## Task details
When "without" occurs in a line of the material, copy that line.

++++

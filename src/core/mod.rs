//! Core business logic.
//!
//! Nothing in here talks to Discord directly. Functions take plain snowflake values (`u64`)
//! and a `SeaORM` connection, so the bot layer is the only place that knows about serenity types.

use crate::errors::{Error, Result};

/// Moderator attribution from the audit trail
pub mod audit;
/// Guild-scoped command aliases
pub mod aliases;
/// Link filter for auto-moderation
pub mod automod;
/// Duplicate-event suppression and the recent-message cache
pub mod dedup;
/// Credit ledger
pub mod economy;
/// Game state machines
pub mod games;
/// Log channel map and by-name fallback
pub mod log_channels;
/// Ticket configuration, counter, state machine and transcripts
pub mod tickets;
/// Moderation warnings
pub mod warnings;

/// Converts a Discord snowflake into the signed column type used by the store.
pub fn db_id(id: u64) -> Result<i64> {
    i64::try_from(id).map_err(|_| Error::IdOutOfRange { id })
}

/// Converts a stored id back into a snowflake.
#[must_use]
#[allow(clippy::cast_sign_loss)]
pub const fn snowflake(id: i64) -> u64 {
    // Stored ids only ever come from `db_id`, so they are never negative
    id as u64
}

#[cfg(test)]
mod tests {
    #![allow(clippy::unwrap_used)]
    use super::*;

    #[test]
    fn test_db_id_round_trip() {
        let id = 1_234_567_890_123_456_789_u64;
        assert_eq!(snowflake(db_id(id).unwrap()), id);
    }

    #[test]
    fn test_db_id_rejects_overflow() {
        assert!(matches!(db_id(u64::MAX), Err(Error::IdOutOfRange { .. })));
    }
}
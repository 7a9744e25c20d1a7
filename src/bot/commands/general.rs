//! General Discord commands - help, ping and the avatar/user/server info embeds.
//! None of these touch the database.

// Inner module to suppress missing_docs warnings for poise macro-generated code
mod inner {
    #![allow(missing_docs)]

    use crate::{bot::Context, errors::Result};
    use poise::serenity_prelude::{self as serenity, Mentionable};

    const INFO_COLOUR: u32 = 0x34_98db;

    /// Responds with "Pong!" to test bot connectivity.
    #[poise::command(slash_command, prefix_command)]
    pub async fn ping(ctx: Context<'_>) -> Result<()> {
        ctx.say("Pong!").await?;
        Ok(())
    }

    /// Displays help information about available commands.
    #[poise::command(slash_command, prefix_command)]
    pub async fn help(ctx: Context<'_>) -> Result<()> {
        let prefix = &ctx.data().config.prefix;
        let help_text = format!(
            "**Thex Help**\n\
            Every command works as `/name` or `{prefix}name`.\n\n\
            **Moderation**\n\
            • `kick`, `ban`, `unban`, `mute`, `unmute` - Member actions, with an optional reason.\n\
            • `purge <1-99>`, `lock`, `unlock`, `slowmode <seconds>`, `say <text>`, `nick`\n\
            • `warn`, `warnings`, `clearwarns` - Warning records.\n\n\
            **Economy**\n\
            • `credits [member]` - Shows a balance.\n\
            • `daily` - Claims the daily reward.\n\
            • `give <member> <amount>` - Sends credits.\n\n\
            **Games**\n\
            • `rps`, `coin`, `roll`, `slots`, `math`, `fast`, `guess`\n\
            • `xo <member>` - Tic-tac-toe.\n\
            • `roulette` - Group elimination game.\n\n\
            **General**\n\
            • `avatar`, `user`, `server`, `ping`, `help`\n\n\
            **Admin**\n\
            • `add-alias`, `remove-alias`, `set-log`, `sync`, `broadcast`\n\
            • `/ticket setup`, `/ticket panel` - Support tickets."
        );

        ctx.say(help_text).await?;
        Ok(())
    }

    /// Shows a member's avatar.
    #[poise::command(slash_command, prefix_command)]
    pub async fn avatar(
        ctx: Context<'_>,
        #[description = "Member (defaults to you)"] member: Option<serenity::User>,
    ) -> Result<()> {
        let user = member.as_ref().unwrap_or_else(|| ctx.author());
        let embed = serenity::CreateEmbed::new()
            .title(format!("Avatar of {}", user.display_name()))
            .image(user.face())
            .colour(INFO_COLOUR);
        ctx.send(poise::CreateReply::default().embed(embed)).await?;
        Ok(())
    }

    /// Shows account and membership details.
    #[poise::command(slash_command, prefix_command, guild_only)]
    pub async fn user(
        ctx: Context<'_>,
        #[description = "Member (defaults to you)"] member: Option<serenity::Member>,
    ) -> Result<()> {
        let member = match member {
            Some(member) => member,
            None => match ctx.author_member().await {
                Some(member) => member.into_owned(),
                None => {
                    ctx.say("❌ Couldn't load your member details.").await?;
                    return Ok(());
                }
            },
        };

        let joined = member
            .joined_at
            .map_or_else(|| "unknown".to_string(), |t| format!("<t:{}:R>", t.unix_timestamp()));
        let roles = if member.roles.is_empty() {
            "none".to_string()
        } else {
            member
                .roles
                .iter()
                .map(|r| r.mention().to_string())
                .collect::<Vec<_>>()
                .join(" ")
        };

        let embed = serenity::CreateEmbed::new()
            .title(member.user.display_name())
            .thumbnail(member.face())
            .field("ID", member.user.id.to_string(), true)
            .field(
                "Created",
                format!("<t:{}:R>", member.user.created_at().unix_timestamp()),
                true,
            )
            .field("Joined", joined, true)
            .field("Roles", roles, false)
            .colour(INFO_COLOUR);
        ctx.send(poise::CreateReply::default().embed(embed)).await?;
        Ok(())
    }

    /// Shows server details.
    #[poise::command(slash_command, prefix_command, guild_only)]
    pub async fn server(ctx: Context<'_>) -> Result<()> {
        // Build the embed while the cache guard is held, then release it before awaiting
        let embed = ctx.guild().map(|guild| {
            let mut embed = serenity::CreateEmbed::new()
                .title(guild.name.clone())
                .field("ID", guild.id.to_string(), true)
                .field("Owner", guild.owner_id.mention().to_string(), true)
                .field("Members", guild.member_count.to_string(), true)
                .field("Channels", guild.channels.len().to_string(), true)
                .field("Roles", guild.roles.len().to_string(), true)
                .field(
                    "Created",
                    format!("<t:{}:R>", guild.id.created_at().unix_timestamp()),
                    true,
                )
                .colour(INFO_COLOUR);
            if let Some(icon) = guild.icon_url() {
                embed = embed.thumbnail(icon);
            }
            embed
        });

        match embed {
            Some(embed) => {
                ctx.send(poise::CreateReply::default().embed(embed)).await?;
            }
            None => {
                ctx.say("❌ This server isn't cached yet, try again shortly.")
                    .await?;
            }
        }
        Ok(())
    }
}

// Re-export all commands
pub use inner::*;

++++

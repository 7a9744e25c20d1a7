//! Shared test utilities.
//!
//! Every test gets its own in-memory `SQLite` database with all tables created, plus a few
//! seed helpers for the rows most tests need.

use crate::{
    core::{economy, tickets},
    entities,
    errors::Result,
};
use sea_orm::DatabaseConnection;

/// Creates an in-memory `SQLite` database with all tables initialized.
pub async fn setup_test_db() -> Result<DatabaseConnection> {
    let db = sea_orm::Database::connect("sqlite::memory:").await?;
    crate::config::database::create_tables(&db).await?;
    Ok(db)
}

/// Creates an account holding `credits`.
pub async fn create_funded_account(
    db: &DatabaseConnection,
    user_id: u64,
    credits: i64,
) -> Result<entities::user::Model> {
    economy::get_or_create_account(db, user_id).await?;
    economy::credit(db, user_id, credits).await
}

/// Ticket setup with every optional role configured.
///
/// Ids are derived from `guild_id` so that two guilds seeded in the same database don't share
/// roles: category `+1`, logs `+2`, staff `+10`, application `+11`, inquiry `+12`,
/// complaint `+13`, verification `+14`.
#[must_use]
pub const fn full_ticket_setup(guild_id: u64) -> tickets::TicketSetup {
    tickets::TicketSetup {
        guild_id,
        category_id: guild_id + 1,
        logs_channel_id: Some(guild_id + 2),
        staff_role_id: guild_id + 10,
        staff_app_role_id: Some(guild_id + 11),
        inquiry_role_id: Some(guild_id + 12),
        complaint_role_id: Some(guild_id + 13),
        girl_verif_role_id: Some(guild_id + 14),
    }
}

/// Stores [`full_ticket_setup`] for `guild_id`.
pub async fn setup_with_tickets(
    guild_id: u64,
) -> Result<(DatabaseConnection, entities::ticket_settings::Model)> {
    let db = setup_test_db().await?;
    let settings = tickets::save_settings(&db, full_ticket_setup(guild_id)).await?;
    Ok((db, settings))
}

++++

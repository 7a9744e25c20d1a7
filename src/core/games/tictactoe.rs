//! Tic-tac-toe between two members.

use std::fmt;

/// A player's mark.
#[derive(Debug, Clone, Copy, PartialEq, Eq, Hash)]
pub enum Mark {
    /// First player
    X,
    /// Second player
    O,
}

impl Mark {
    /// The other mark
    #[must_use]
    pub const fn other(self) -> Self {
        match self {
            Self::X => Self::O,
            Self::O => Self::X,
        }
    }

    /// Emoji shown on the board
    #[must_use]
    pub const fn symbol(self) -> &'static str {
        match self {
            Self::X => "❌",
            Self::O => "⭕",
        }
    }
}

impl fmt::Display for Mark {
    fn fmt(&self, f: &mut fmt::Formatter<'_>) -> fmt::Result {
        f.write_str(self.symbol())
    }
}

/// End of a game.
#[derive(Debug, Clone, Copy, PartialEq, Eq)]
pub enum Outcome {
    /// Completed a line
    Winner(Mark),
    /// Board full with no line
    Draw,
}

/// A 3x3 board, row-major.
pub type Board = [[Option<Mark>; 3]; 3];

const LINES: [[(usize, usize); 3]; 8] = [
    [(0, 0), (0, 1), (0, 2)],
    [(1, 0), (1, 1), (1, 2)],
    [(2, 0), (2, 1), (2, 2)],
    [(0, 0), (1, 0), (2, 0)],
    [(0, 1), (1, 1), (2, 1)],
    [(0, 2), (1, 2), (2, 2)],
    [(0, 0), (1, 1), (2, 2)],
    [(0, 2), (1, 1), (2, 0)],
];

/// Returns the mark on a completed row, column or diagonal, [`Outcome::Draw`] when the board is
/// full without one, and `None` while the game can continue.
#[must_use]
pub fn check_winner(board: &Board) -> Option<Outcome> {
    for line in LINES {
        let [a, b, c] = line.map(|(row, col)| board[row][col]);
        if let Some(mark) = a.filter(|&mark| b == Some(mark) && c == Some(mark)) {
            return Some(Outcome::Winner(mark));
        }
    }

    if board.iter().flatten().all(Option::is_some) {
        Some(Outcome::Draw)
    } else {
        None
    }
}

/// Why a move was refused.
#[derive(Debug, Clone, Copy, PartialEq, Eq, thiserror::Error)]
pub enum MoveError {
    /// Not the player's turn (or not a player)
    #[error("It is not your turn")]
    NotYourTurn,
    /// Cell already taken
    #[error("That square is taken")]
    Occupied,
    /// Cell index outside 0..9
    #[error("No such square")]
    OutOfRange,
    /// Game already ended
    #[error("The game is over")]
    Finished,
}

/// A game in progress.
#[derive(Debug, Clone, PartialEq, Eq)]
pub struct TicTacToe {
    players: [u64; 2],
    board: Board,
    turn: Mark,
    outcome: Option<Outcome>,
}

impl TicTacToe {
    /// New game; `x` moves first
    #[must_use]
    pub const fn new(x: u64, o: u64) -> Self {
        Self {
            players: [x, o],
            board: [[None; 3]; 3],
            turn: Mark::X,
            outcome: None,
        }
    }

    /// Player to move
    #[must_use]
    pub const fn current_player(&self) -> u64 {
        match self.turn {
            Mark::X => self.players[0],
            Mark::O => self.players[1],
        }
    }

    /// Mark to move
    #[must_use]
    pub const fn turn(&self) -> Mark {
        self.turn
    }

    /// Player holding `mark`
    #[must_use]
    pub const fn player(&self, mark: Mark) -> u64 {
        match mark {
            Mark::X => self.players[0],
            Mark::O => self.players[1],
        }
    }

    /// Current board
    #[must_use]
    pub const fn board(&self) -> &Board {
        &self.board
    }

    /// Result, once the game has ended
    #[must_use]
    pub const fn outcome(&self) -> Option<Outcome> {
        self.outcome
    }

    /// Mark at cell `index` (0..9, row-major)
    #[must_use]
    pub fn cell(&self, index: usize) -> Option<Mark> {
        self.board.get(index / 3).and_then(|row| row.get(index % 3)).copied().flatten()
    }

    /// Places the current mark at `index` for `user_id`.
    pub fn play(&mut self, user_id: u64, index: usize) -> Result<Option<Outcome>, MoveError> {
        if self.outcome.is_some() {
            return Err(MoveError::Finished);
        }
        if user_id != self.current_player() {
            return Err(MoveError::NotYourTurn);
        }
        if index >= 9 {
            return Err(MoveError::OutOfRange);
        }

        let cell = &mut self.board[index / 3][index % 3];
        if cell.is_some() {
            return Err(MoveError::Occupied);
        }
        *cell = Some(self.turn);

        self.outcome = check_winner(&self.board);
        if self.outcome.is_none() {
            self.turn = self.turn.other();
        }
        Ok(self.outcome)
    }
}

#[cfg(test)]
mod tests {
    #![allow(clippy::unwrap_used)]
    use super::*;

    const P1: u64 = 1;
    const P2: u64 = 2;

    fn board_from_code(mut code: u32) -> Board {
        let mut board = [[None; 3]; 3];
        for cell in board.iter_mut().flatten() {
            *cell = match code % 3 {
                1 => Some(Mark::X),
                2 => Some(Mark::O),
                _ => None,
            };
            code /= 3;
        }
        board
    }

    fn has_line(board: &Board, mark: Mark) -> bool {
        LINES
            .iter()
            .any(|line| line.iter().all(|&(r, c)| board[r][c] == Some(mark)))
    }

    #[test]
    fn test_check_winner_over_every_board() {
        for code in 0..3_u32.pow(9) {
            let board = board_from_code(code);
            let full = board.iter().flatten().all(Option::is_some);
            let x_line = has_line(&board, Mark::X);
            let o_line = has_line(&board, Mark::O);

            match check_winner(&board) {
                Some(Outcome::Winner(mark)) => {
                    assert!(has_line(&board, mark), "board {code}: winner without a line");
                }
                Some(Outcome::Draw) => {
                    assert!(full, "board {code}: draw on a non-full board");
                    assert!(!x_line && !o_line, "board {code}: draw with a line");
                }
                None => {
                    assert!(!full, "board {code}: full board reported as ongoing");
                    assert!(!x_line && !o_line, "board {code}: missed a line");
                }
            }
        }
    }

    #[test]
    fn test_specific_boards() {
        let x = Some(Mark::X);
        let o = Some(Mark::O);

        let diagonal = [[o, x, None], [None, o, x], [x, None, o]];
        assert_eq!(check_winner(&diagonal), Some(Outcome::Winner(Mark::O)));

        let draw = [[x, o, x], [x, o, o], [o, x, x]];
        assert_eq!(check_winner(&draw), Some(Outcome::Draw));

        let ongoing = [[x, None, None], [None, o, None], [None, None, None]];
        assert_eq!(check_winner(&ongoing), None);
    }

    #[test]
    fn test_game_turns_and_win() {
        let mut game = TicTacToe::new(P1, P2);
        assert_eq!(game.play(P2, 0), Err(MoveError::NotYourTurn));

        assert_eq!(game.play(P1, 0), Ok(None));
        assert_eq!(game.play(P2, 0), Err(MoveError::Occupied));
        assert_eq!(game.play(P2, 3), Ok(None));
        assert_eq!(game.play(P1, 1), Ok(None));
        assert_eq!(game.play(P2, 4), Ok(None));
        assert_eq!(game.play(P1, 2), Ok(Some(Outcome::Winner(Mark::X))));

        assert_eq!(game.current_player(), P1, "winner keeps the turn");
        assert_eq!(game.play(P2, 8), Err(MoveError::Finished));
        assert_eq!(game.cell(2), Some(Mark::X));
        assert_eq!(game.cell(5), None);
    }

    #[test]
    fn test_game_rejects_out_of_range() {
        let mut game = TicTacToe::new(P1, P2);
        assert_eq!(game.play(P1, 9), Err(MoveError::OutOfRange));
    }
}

++++

## Output
/// full without one, and `None` while the game can continue.
                    assert!(has_line(&board, mark), "board {code}: winner without a line");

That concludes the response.